The Battestin Fellowships for Graduate Student Summer Research, named in honor of Martin and Ruthe Battestin, will award $3,500 each to up to three U.Va. graduate student fellows, beginning in the summer of 2013.
The fellowships are in bibliographical and textual studies – the study of books and other documents as artifacts – and could be awarded to graduate students studying any discipline. Application information is available on the society’s website.
The fellowships will support budding scholars while making use of the many primary source materials available in the library, said Anne Ribble, the Bibliographical Society’s executive secretary. Nicole Bouché, director of the Albert & Shirley Small Special Collections Library, said that some graduate students might not be aware of all of the library’s resources.

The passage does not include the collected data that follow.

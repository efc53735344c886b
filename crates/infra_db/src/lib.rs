//! Infrastructure Database Layer
//!
//! PostgreSQL persistence for the expense workflow using SQLx.
//!
//! # Architecture
//!
//! The crate follows the repository pattern: repositories own the SQL and
//! speak in row types, adapters implement the domain ports
//! (`ExpenseStore`, `UserDirectory`) on top of them.
//!
//! Every write after submission is conditional on the stored status, so
//! the database itself arbitrates races between reviewers and between
//! overlapping reconciliation passes.
//!
//! # Example
//!
//! ```rust,ignore
//! use infra_db::{create_pool, run_migrations, DatabaseConfig, PgExpenseStore};
//!
//! let pool = create_pool(DatabaseConfig::new("postgres://localhost/expenses")).await?;
//! run_migrations(&pool).await?;
//! let store = PgExpenseStore::new(pool);
//! ```

pub mod pool;
pub mod error;
pub mod repositories;
pub mod adapters;

pub use pool::{create_pool, run_migrations, DatabaseConfig, DatabasePool};
pub use error::DatabaseError;
pub use adapters::{PgExpenseStore, PgUserDirectory};
//! Ledger Infrastructure
//!
//! Adapters connecting the export domain to a QuickBooks-style accounting
//! API:
//!
//! - **TokenManager**: OAuth 2.0 consent, code exchange and single-flight
//!   token refresh, backed by a persistent [`TokenStore`]
//! - **QuickBooksLedgerClient**: the [`LedgerPort`](domain_export::LedgerPort)
//!   implementation; writes one bill per claimant batch with
//!   lookup-before-create on the batch key
//!
//! # Token Lifecycle
//!
//! ```text
//! authorization_url -> (user consents) -> complete_authorization
//!     -> access_token (refreshed within 60 s of expiry)
//!     -> ReauthorizationRequired once the refresh token is gone
//! ```

pub mod config;
pub mod token;
pub mod oauth;
pub mod manager;
pub mod client;

pub use config::{LedgerConfig, LedgerEnvironment};
pub use token::{FileTokenStore, InMemoryTokenStore, OAuthTokens, TokenStore};
pub use oauth::{HttpOAuthProvider, OAuthError, OAuthProvider, TokenResponse};
pub use manager::{AccessToken, TokenManager};
pub use client::{ConnectionStatus, QuickBooksLedgerClient};
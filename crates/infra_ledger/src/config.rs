//! Ledger connection configuration

use serde::{Deserialize, Serialize};
use std::fmt;
use std::str::FromStr;
use std::time::Duration;

/// Consent page
pub const AUTHORIZATION_ENDPOINT: &str = "https://appcenter.intuit.com/connect/oauth2";

/// Code exchange and refresh endpoint
pub const TOKEN_ENDPOINT: &str = "https://oauth.platform.intuit.com/oauth2/v1/tokens/bearer";

/// Scopes requested at consent
pub const SCOPES: &str = "com.intuit.quickbooks.accounting openid";

/// Target ledger environment
#[derive(Debug, Clone, Copy, PartialEq, Eq, Default, Serialize, Deserialize)]
#[serde(rename_all = "lowercase")]
pub enum LedgerEnvironment {
    #[default]
    Sandbox,
    Production,
}

impl LedgerEnvironment {
    /// Accounting API base URL
    pub fn api_base_url(&self) -> &'static str {
        match self {
            LedgerEnvironment::Sandbox => "https://sandbox-quickbooks.api.intuit.com",
            LedgerEnvironment::Production => "https://quickbooks.api.intuit.com",
        }
    }
}

impl fmt::Display for LedgerEnvironment {
    fn fmt(&self, f: &mut fmt::Formatter<'_>) -> fmt::Result {
        match self {
            LedgerEnvironment::Sandbox => f.write_str("sandbox"),
            LedgerEnvironment::Production => f.write_str("production"),
        }
    }
}

impl FromStr for LedgerEnvironment {
    type Err = String;

    fn from_str(s: &str) -> Result<Self, Self::Err> {
        match s.trim().to_ascii_lowercase().as_str() {
            "sandbox" => Ok(LedgerEnvironment::Sandbox),
            "production" => Ok(LedgerEnvironment::Production),
            other => Err(format!("unknown ledger environment: {other}")),
        }
    }
}

/// Configuration for the ledger adapters
#[derive(Debug, Clone)]
pub struct LedgerConfig {
    pub client_id: String,
    pub client_secret: String,
    pub redirect_uri: String,
    pub environment: LedgerEnvironment,
    /// Timeout applied to every outbound HTTP call
    pub request_timeout: Duration,
    /// Overrides the environment's API base URL
    pub api_base_url: Option<String>,
    /// Overrides the token endpoint
    pub token_url: Option<String>,
    /// Accounting API minor version
    pub minor_version: u32,
}

impl Default for LedgerConfig {
    fn default() -> Self {
        Self {
            client_id: String::new(),
            client_secret: String::new(),
            redirect_uri: "http://localhost:8080/ledger/callback".to_string(),
            environment: LedgerEnvironment::default(),
            request_timeout: Duration::from_secs(30),
            api_base_url: None,
            token_url: None,
            minor_version: 70,
        }
    }
}

impl LedgerConfig {
    pub fn api_base_url(&self) -> &str {
        self.api_base_url
            .as_deref()
            .unwrap_or_else(|| self.environment.api_base_url())
    }

    pub fn token_url(&self) -> &str {
        self.token_url.as_deref().unwrap_or(TOKEN_ENDPOINT)
    }

    /// True when client credentials have been provided
    pub fn is_configured(&self) -> bool {
        !self.client_id.is_empty() && !self.client_secret.is_empty()
    }
}

#[cfg(test)]
mod tests {
    use super::*;

    #[test]
    fn test_environment_urls() {
        assert!(LedgerEnvironment::Sandbox.api_base_url().contains("sandbox"));
        assert_eq!("PRODUCTION".parse::<LedgerEnvironment>().unwrap(), LedgerEnvironment::Production);

        let config = LedgerConfig {
            api_base_url: Some("http://127.0.0.1:9000".to_string()),
            ..Default::default()
        };
        assert_eq!(config.api_base_url(), "http://127.0.0.1:9000");
        assert_eq!(config.token_url(), TOKEN_ENDPOINT);
        assert!(!config.is_configured());
    }
}
//! Users as seen by the expense domain
//!
//! Users are owned by the identity collaborator; this crate only reads them.

use serde::{Deserialize, Serialize};
use std::fmt;
use std::str::FromStr;

use core_kernel::UserId;

/// User role
#[derive(Debug, Clone, Copy, PartialEq, Eq, Hash, Serialize, Deserialize)]
#[serde(rename_all = "lowercase")]
pub enum Role {
    Employee,
    Manager,
    Finance,
}

impl Role {
    pub fn as_str(&self) -> &'static str {
        match self {
            Role::Employee => "employee",
            Role::Manager => "manager",
            Role::Finance => "finance",
        }
    }

    /// Roles allowed to review expenses
    pub fn can_review(&self) -> bool {
        matches!(self, Role::Manager | Role::Finance)
    }
}

impl fmt::Display for Role {
    fn fmt(&self, f: &mut fmt::Formatter<'_>) -> fmt::Result {
        f.write_str(self.as_str())
    }
}

impl FromStr for Role {
    type Err = String;

    fn from_str(s: &str) -> Result<Self, Self::Err> {
        match s.trim().to_ascii_lowercase().as_str() {
            "employee" => Ok(Role::Employee),
            "manager" => Ok(Role::Manager),
            "finance" => Ok(Role::Finance),
            other => Err(format!("unknown role: {other}")),
        }
    }
}

/// A user record from the identity directory
#[derive(Debug, Clone, PartialEq, Eq, Serialize, Deserialize)]
pub struct User {
    pub id: UserId,
    pub name: String,
    pub email: String,
    pub role: Role,
    /// The user's manager, if one has been declared
    pub manager_id: Option<UserId>,
    pub department: Option<String>,
}

impl User {
    /// Creates a user with no manager or department
    pub fn new(name: impl Into<String>, email: impl Into<String>, role: Role) -> Self {
        Self {
            id: UserId::new_v7(),
            name: name.into(),
            email: email.into(),
            role,
            manager_id: None,
            department: None,
        }
    }

    /// Sets the declared manager
    pub fn reporting_to(mut self, manager_id: UserId) -> Self {
        self.manager_id = Some(manager_id);
        self
    }

    /// Name used on external records; falls back to the email address
    pub fn display_name(&self) -> &str {
        if self.name.trim().is_empty() {
            &self.email
        } else {
            &self.name
        }
    }

    /// The authenticated view of this user
    pub fn as_actor(&self) -> Actor {
        Actor::new(self.id, self.role)
    }
}

/// The authenticated caller of an operation
#[derive(Debug, Clone, Copy, PartialEq, Eq)]
pub struct Actor {
    pub id: UserId,
    pub role: Role,
}

impl Actor {
    pub fn new(id: UserId, role: Role) -> Self {
        Self { id, role }
    }
}
//! Reconciliation reports

use chrono::{DateTime, Utc};
use rust_decimal::Decimal;
use serde::{Deserialize, Serialize};
use std::fmt;

use core_kernel::{RunId, UserId};

/// What started a reconciliation pass
#[derive(Debug, Clone, Copy, PartialEq, Eq, Serialize, Deserialize)]
#[serde(rename_all = "lowercase")]
pub enum SyncTrigger {
    Scheduled,
    Manual,
}

impl fmt::Display for SyncTrigger {
    fn fmt(&self, f: &mut fmt::Formatter<'_>) -> fmt::Result {
        match self {
            SyncTrigger::Scheduled => f.write_str("scheduled"),
            SyncTrigger::Manual => f.write_str("manual"),
        }
    }
}

/// A batch confirmed by the ledger and marked exported
#[derive(Debug, Clone, PartialEq, Serialize, Deserialize)]
pub struct ExportSuccess {
    pub claimant_id: UserId,
    pub claimant_name: String,
    pub expense_count: usize,
    pub total_amount: Decimal,
    pub external_record_id: String,
    /// The ledger already held the record from an earlier attempt
    pub already_existed: bool,
}

/// A batch left unexported
#[derive(Debug, Clone, PartialEq, Serialize, Deserialize)]
pub struct ExportFailure {
    pub claimant_id: UserId,
    pub error_detail: String,
    pub reauthorization_required: bool,
}

/// Outcome of one reconciliation pass
#[derive(Debug, Clone, Serialize, Deserialize)]
pub struct ReconciliationReport {
    pub run_id: RunId,
    pub trigger: SyncTrigger,
    pub started_at: DateTime<Utc>,
    pub finished_at: DateTime<Utc>,
    pub successes: Vec<ExportSuccess>,
    pub failures: Vec<ExportFailure>,
    /// The pass stopped early between batches
    pub cancelled: bool,
}

impl ReconciliationReport {
    pub(crate) fn start(trigger: SyncTrigger) -> Self {
        let now = Utc::now();
        Self {
            run_id: RunId::new_v7(),
            trigger,
            started_at: now,
            finished_at: now,
            successes: Vec::new(),
            failures: Vec::new(),
            cancelled: false,
        }
    }

    pub(crate) fn finish(mut self) -> Self {
        self.finished_at = Utc::now();
        self
    }

    /// True when no batch was attempted
    pub fn is_empty(&self) -> bool {
        self.successes.is_empty() && self.failures.is_empty()
    }

    /// Human-readable summary
    pub fn message(&self) -> String {
        if self.is_empty() {
            return "Nothing to export".to_string();
        }
        format!(
            "Exported {} of {} batches ({} expenses)",
            self.successes.len(),
            self.successes.len() + self.failures.len(),
            self.exported_count()
        )
    }

    /// Number of expenses marked exported by this pass
    pub fn exported_count(&self) -> usize {
        self.successes.iter().map(|s| s.expense_count).sum()
    }

    /// True when any batch failed because the ledger connection must be
    /// re-authorized
    pub fn requires_reauthorization(&self) -> bool {
        self.failures.iter().any(|f| f.reauthorization_required)
    }
}
//! Domain Adapters
//!
//! PostgreSQL implementations of the expense domain ports. Each adapter
//! implements the port trait, translates between domain models and row
//! types, and delegates SQL to the repository layer.
//!
//! # Usage
//!
//! ```rust,ignore
//! use std::sync::Arc;
//! use domain_expense::ExpenseStore;
//! use infra_db::adapters::PgExpenseStore;
//!
//! let store: Arc<dyn ExpenseStore> = Arc::new(PgExpenseStore::new(pool));
//! let expense = store.get(expense_id).await?;
//! ```

pub mod expenses;
pub mod users;

pub use expenses::PgExpenseStore;
pub use users::PgUserDirectory;

use std::time::Instant;

use core_kernel::HealthCheckResult;
use sqlx::PgPool;

/// Runs `SELECT 1` against the pool and reports the outcome
pub(crate) async fn ping(pool: &PgPool, adapter_id: &str) -> HealthCheckResult {
    let start = Instant::now();
    let result = sqlx::query_scalar::<_, i32>("SELECT 1").fetch_one(pool).await;
    let latency_ms = start.elapsed().as_millis() as u64;

    match result {
        Ok(_) => HealthCheckResult::healthy(adapter_id, latency_ms),
        Err(e) => HealthCheckResult::unhealthy(adapter_id, format!("Database error: {e}")),
    }
}
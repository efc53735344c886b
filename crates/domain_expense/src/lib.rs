//! Expense Management Domain
//!
//! This crate implements the expense claim lifecycle from submission through
//! review, together with the policy rules that annotate claims and the
//! authority that decides who may act on them.
//!
//! # Expense Lifecycle
//!
//! ```text
//! Submitted -> Pending -> Approved -> (exported to ledger)
//!                     \-> Rejected
//! ```
//!
//! Approved and Rejected are terminal. Once terminal, an expense can no
//! longer be edited, deleted or transitioned again.

pub mod expense;
pub mod policy;
pub mod user;
pub mod ports;
pub mod approval;
pub mod service;
pub mod error;

pub use expense::{
    Expense, ExpenseStatus, ExpenseCategory, ReceiptRef, NewExpense, ExpenseRevision,
};
pub use policy::{PolicyEvaluator, PolicyConfig, ExternalSignals, AMOUNT_LIMIT_VIOLATION};
pub use user::{User, Role, Actor};
pub use ports::{ExpenseStore, ExpenseQuery, UserDirectory};
pub use approval::{ApprovalAuthority, ApprovalConfig, EmptyTeamPolicy};
pub use service::ExpenseService;
pub use error::ExpenseError;
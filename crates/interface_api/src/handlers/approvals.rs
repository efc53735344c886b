//! Approval handlers

use std::collections::HashMap;

use axum::{
    extract::{Path, State},
    Extension, Json,
};
use tracing::{instrument, warn};
use uuid::Uuid;
use validator::Validate;

use core_kernel::{ExpenseId, UserId};
use domain_expense::{Actor, Expense, User};

use crate::dto::expenses::*;
use crate::{error::ApiError, AppState};

/// Lists the pending expenses the caller may review
pub async fn list_pending(
    State(state): State<AppState>,
    Extension(actor): Extension<Actor>,
) -> Result<Json<Vec<ExpenseResponse>>, ApiError> {
    let expenses = state.approvals.list_pending(&actor).await?;
    let claimants = load_claimants(&state, &expenses).await;

    let body = expenses
        .into_iter()
        .map(|e| {
            let claimant = claimants.get(&e.claimant_id);
            ExpenseResponse::from(e)
                .with_claimant(claimant)
                .without_receipt_details()
        })
        .collect();

    Ok(Json(body))
}

/// Approves a pending expense
#[instrument(skip(state, body), fields(approver = %actor.id, expense_id = %id))]
pub async fn approve(
    State(state): State<AppState>,
    Extension(actor): Extension<Actor>,
    Path(id): Path<Uuid>,
    body: Option<Json<ApproveRequest>>,
) -> Result<Json<ExpenseResponse>, ApiError> {
    let notes = body.and_then(|Json(b)| b.notes);
    let expense = state
        .approvals
        .approve(&actor, ExpenseId::from_uuid(id), notes.as_deref())
        .await?;
    Ok(Json(with_claimant(&state, expense).await))
}

/// Rejects a pending expense; a reason is required
#[instrument(skip(state, request), fields(approver = %actor.id, expense_id = %id))]
pub async fn reject(
    State(state): State<AppState>,
    Extension(actor): Extension<Actor>,
    Path(id): Path<Uuid>,
    Json(request): Json<RejectRequest>,
) -> Result<Json<ExpenseResponse>, ApiError> {
    request.validate()?;
    let expense = state
        .approvals
        .reject(&actor, ExpenseId::from_uuid(id), &request.notes)
        .await?;
    Ok(Json(with_claimant(&state, expense).await))
}

async fn with_claimant(state: &AppState, expense: Expense) -> ExpenseResponse {
    let claimants = load_claimants(state, std::slice::from_ref(&expense)).await;
    let claimant = claimants.get(&expense.claimant_id);
    ExpenseResponse::from(expense).with_claimant(claimant)
}

/// Resolves claimant records for display; lookup failures only cost the
/// summary, never the response
async fn load_claimants(state: &AppState, expenses: &[Expense]) -> HashMap<UserId, User> {
    let mut claimants = HashMap::new();
    for expense in expenses {
        if claimants.contains_key(&expense.claimant_id) {
            continue;
        }
        match state.users.get_user(expense.claimant_id).await {
            Ok(Some(user)) => {
                claimants.insert(expense.claimant_id, user);
            }
            Ok(None) => {}
            Err(e) => warn!(claimant = %expense.claimant_id, error = %e, "Claimant lookup failed"),
        }
    }
    claimants
}
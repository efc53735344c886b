//! Export reconciler
//!
//! One pass selects approved, unexported expenses, groups them per
//! claimant and writes each group to the ledger as a single reimbursement.
//! Groups are failure-isolated: one claimant's failure never prevents
//! another claimant's batch from being exported.

use std::sync::Arc;
use std::time::Duration;

use rust_decimal::Decimal;
use serde::{Deserialize, Serialize};
use tokio_util::sync::CancellationToken;
use tracing::{debug, info, warn};

use core_kernel::{PortError, UserId};
use domain_expense::{Expense, ExpenseQuery, ExpenseStore, User, UserDirectory};

use crate::account::expense_account;
use crate::batch::batch_key;
use crate::error::{ExportError, LedgerError};
use crate::ports::{LedgerPort, ReimbursementLine, ReimbursementRequest};
use crate::report::{ExportFailure, ExportSuccess, ReconciliationReport, SyncTrigger};

/// Reconciler configuration
#[derive(Debug, Clone, Serialize, Deserialize)]
pub struct ReconcilerConfig {
    /// Upper bound on a single ledger write
    pub write_timeout: Duration,
}

impl Default for ReconcilerConfig {
    fn default() -> Self {
        Self {
            write_timeout: Duration::from_secs(30),
        }
    }
}

/// Expenses of one claimant exported under one batch key
#[derive(Debug)]
struct ExportGroup {
    claimant_id: UserId,
    /// Key the group was staged under by an earlier pass
    batch: Option<String>,
    expenses: Vec<Expense>,
}

/// Drives approved expenses into the external ledger
pub struct ExportReconciler {
    store: Arc<dyn ExpenseStore>,
    users: Arc<dyn UserDirectory>,
    ledger: Arc<dyn LedgerPort>,
    config: ReconcilerConfig,
}

impl ExportReconciler {
    pub fn new(
        store: Arc<dyn ExpenseStore>,
        users: Arc<dyn UserDirectory>,
        ledger: Arc<dyn LedgerPort>,
        config: ReconcilerConfig,
    ) -> Self {
        Self { store, users, ledger, config }
    }

    /// Runs one complete pass
    pub async fn reconcile(&self, trigger: SyncTrigger) -> Result<ReconciliationReport, ExportError> {
        self.reconcile_until(trigger, &CancellationToken::new()).await
    }

    /// Runs one pass, stopping between groups once `cancel` fires
    pub async fn reconcile_until(
        &self,
        trigger: SyncTrigger,
        cancel: &CancellationToken,
    ) -> Result<ReconciliationReport, ExportError> {
        if cancel.is_cancelled() {
            return Err(ExportError::Cancelled);
        }

        let mut report = ReconciliationReport::start(trigger);
        let candidates = self.store.find(ExpenseQuery::awaiting_export()).await?;
        if candidates.is_empty() {
            debug!(run_id = %report.run_id, %trigger, "Nothing to export");
            return Ok(report.finish());
        }

        let groups = group_by_claimant(candidates);
        info!(
            run_id = %report.run_id,
            %trigger,
            batches = groups.len(),
            "Reconciliation started"
        );

        for group in groups {
            if cancel.is_cancelled() {
                warn!(run_id = %report.run_id, "Reconciliation cancelled between batches");
                report.cancelled = true;
                break;
            }

            let claimant_id = group.claimant_id;
            match self.export_group(group).await {
                Ok(Some(success)) => {
                    info!(
                        run_id = %report.run_id,
                        claimant = %claimant_id,
                        record_id = %success.external_record_id,
                        expenses = success.expense_count,
                        already_existed = success.already_existed,
                        "Batch exported"
                    );
                    report.successes.push(success);
                }
                Ok(None) => {}
                Err(failure) => {
                    warn!(
                        run_id = %report.run_id,
                        claimant = %claimant_id,
                        error = %failure.error_detail,
                        reauthorization_required = failure.reauthorization_required,
                        "Batch export failed"
                    );
                    report.failures.push(failure);
                }
            }
        }

        let report = report.finish();
        info!(
            run_id = %report.run_id,
            exported = report.exported_count(),
            failed = report.failures.len(),
            "Reconciliation finished"
        );
        Ok(report)
    }

    async fn export_group(&self, group: ExportGroup) -> Result<Option<ExportSuccess>, ExportFailure> {
        let claimant_id = group.claimant_id;

        let (batch, expenses) = match group.batch {
            Some(key) => (key, group.expenses),
            None => self
                .stage(claimant_id, group.expenses)
                .await
                .map_err(|e| failure(claimant_id, format!("Failed to stage batch: {e}"), false))?,
        };
        if expenses.is_empty() {
            return Ok(None);
        }

        let claimant = self
            .users
            .get_user(claimant_id)
            .await
            .map_err(|e| failure(claimant_id, format!("Failed to resolve claimant: {e}"), false))?
            .ok_or_else(|| failure(claimant_id, format!("Claimant {claimant_id} not found"), false))?;

        let request = build_request(batch, &claimant, &expenses);
        let receipt = match tokio::time::timeout(
            self.config.write_timeout,
            self.ledger.write_reimbursement(&request),
        )
        .await
        {
            Ok(Ok(receipt)) => receipt,
            Ok(Err(error)) => return Err(ledger_failure(claimant_id, error)),
            Err(_) => {
                let error = LedgerError::Timeout(self.config.write_timeout.as_millis() as u64);
                return Err(ledger_failure(claimant_id, error));
            }
        };

        let marked = self
            .store
            .mark_exported(&request.expense_ids(), &receipt.record_id)
            .await
            .map_err(|e| {
                failure(
                    claimant_id,
                    format!("Ledger record {} written but not marked: {e}", receipt.record_id),
                    false,
                )
            })?;

        let total_amount: Decimal = expenses
            .iter()
            .filter(|e| marked.contains(&e.id))
            .map(|e| e.amount.value())
            .sum();

        Ok(Some(ExportSuccess {
            claimant_id,
            claimant_name: claimant.display_name().to_string(),
            expense_count: marked.len(),
            total_amount,
            external_record_id: receipt.record_id,
            already_existed: receipt.already_existed,
        }))
    }

    /// Stamps a new batch key on unstaged expenses; returns the key and the
    /// expenses actually stamped
    async fn stage(
        &self,
        claimant: UserId,
        expenses: Vec<Expense>,
    ) -> Result<(String, Vec<Expense>), PortError> {
        let ids: Vec<_> = expenses.iter().map(|e| e.id).collect();
        let key = batch_key(claimant, &ids);
        let staged = self.store.stage_export_batch(&ids, &key).await?;
        debug!(claimant = %claimant, batch = %key, staged = staged.len(), "Batch staged");

        let expenses = expenses.into_iter().filter(|e| staged.contains(&e.id)).collect();
        Ok((key, expenses))
    }
}

/// Groups expenses per claimant in first-seen order; within a claimant,
/// expenses already staged keep their batch and unstaged ones form one new
/// group
fn group_by_claimant(expenses: Vec<Expense>) -> Vec<ExportGroup> {
    let mut claimants: Vec<(UserId, Vec<ExportGroup>)> = Vec::new();

    for expense in expenses {
        let index = match claimants.iter().position(|(id, _)| *id == expense.claimant_id) {
            Some(index) => index,
            None => {
                claimants.push((expense.claimant_id, Vec::new()));
                claimants.len() - 1
            }
        };

        let groups = &mut claimants[index].1;
        match groups.iter_mut().find(|g| g.batch == expense.export_batch) {
            Some(group) => group.expenses.push(expense),
            None => groups.push(ExportGroup {
                claimant_id: expense.claimant_id,
                batch: expense.export_batch.clone(),
                expenses: vec![expense],
            }),
        }
    }

    claimants.into_iter().flat_map(|(_, groups)| groups).collect()
}

fn build_request(batch: String, claimant: &User, expenses: &[Expense]) -> ReimbursementRequest {
    ReimbursementRequest {
        idempotency_key: batch,
        claimant_id: claimant.id,
        payee_name: claimant.display_name().to_string(),
        payee_email: Some(claimant.email.clone()).filter(|e| !e.is_empty()),
        lines: expenses
            .iter()
            .map(|e| ReimbursementLine {
                expense_id: e.id,
                description: e.description.clone(),
                amount: e.amount.value(),
                account: expense_account(e.category).to_string(),
                expense_date: e.expense_date,
            })
            .collect(),
    }
}

fn failure(claimant_id: UserId, error_detail: String, reauthorization_required: bool) -> ExportFailure {
    ExportFailure {
        claimant_id,
        error_detail,
        reauthorization_required,
    }
}

fn ledger_failure(claimant_id: UserId, error: LedgerError) -> ExportFailure {
    failure(claimant_id, error.to_string(), error.requires_reauthorization())
}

“From our perspective in Special Collections, this is a wonderful opportunity to expose graduate students to the richness of the collections here, both for their own study and professional development and because the graduate students are often the path by which undergraduates come into Special Collections, through a class or section taught by a graduate student,” Bouché said.
For graduate students, especially those in the humanities, the grants could offer an opportunity to do exploratory research – or continue existing work – during a time of year when funding is sometimes hard to come by, said Phillip Trella, assistant vice president for graduate studies in the Office of the Vice President for Research.
“Finding funding is hard enough for students who already have a well-developed research project,” he said. “It’s harder yet for students who are doing exploratory research, which is absolutely critical. We’re very pleased to see any new source of funds for graduate students engaged in active research.”
Projects could include anything from the study of book production and distribution to tracing a particular work’s textual history. The society is also encouraging applications from students interested in applying digital methodologies to the study of books and documents.
Max Edelson, an associate professor in the Corcoran Department of History in the College of Arts & Sciences, said the fellowship is an excellent opportunity for students interested in both the study of the book and digital scholarship.
Edelson, whose own research involves both historical maps and digital humanities, said the fellowship could allow students who have grown up in the age of Google to become more comfortable physically searching through library collections.
“It’s great to type a subject into a search field, but it’s even better to become familiar with an entire body of sources that might exist, and get an idea of whole collections that are available,” he said.